• [WORK TASK]
The whole answer is the data below, retyped exactly.

Top of MATERIAL FOR THIS TASK

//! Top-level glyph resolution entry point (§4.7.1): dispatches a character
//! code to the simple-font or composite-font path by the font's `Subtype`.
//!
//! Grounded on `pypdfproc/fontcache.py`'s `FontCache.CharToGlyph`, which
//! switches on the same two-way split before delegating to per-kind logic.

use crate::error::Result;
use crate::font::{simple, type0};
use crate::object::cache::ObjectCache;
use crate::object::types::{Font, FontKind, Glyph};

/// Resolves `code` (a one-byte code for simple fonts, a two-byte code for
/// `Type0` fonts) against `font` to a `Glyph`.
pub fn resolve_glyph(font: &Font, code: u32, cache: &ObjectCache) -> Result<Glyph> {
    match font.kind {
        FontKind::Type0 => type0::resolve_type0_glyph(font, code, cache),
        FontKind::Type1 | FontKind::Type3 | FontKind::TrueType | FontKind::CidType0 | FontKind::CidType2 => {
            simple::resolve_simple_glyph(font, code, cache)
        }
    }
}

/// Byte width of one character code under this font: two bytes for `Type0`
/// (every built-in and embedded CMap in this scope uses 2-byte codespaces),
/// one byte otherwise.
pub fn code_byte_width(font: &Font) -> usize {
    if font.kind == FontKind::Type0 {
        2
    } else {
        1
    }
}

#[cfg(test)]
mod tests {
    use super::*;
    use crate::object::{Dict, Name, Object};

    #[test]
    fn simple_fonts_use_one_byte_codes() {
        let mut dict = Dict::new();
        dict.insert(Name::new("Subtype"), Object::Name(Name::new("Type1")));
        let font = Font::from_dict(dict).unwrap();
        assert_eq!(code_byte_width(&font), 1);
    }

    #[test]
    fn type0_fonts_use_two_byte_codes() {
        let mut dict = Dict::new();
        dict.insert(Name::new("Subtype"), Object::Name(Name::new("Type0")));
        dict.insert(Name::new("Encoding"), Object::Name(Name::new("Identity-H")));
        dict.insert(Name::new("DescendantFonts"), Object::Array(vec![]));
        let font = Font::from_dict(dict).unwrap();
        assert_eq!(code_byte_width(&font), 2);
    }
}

Bottom of MATERIAL FOR THIS TASK

• [RESPONSE TO THE EXERCISE]
//! Top-level glyph resolution entry point (§4.7.1): dispatches a character
//! code to the simple-font or composite-font path by the font's `Subtype`.
//!
//! Grounded on `pypdfproc/fontcache.py`'s `FontCache.CharToGlyph`, which
//! switches on the same two-way split before delegating to per-kind logic.

use crate::error::Result;
use crate::font::{simple, type0};
use crate::object::cache::ObjectCache;
use crate::object::types::{Font, FontKind, Glyph};

/// Resolves `code` (a one-byte code for simple fonts, a two-byte code for
/// `Type0` fonts) against `font` to a `Glyph`.
pub fn resolve_glyph(font: &Font, code: u32, cache: &ObjectCache) -> Result<Glyph> {
    match font.kind {
        FontKind::Type0 => type0::resolve_type0_glyph(font, code, cache),
        FontKind::Type1 | FontKind::Type3 | FontKind::TrueType | FontKind::CidType0 | FontKind::CidType2 => {
            simple::resolve_simple_glyph(font, code, cache)
        }
    }
}

/// Byte width of one character code under this font: two bytes for `Type0`
/// (every built-in and embedded CMap in this scope uses 2-byte codespaces),
/// one byte otherwise.
pub fn code_byte_width(font: &Font) -> usize {
    if font.kind == FontKind::Type0 {
        2
    } else {
        1
    }
}

#[cfg(test)]
mod tests {
    use super::*;
    use crate::object::{Dict, Name, Object};

    #[test]
    fn simple_fonts_use_one_byte_codes() {
        let mut dict = Dict::new();
        dict.insert(Name::new("Subtype"), Object::Name(Name::new("Type1")));
        let font = Font::from_dict(dict).unwrap();
        assert_eq!(code_byte_width(&font), 1);
    }

    #[test]
    fn type0_fonts_use_two_byte_codes() {
        let mut dict = Dict::new();
        dict.insert(Name::new("Subtype"), Object::Name(Name::new("Type0")));
        dict.insert(Name::new("Encoding"), Object::Name(Name::new("Identity-H")));
        dict.insert(Name::new("DescendantFonts"), Object::Array(vec![]));
        let font = Font::from_dict(dict).unwrap();
        assert_eq!(code_byte_width(&font), 2);
    }
}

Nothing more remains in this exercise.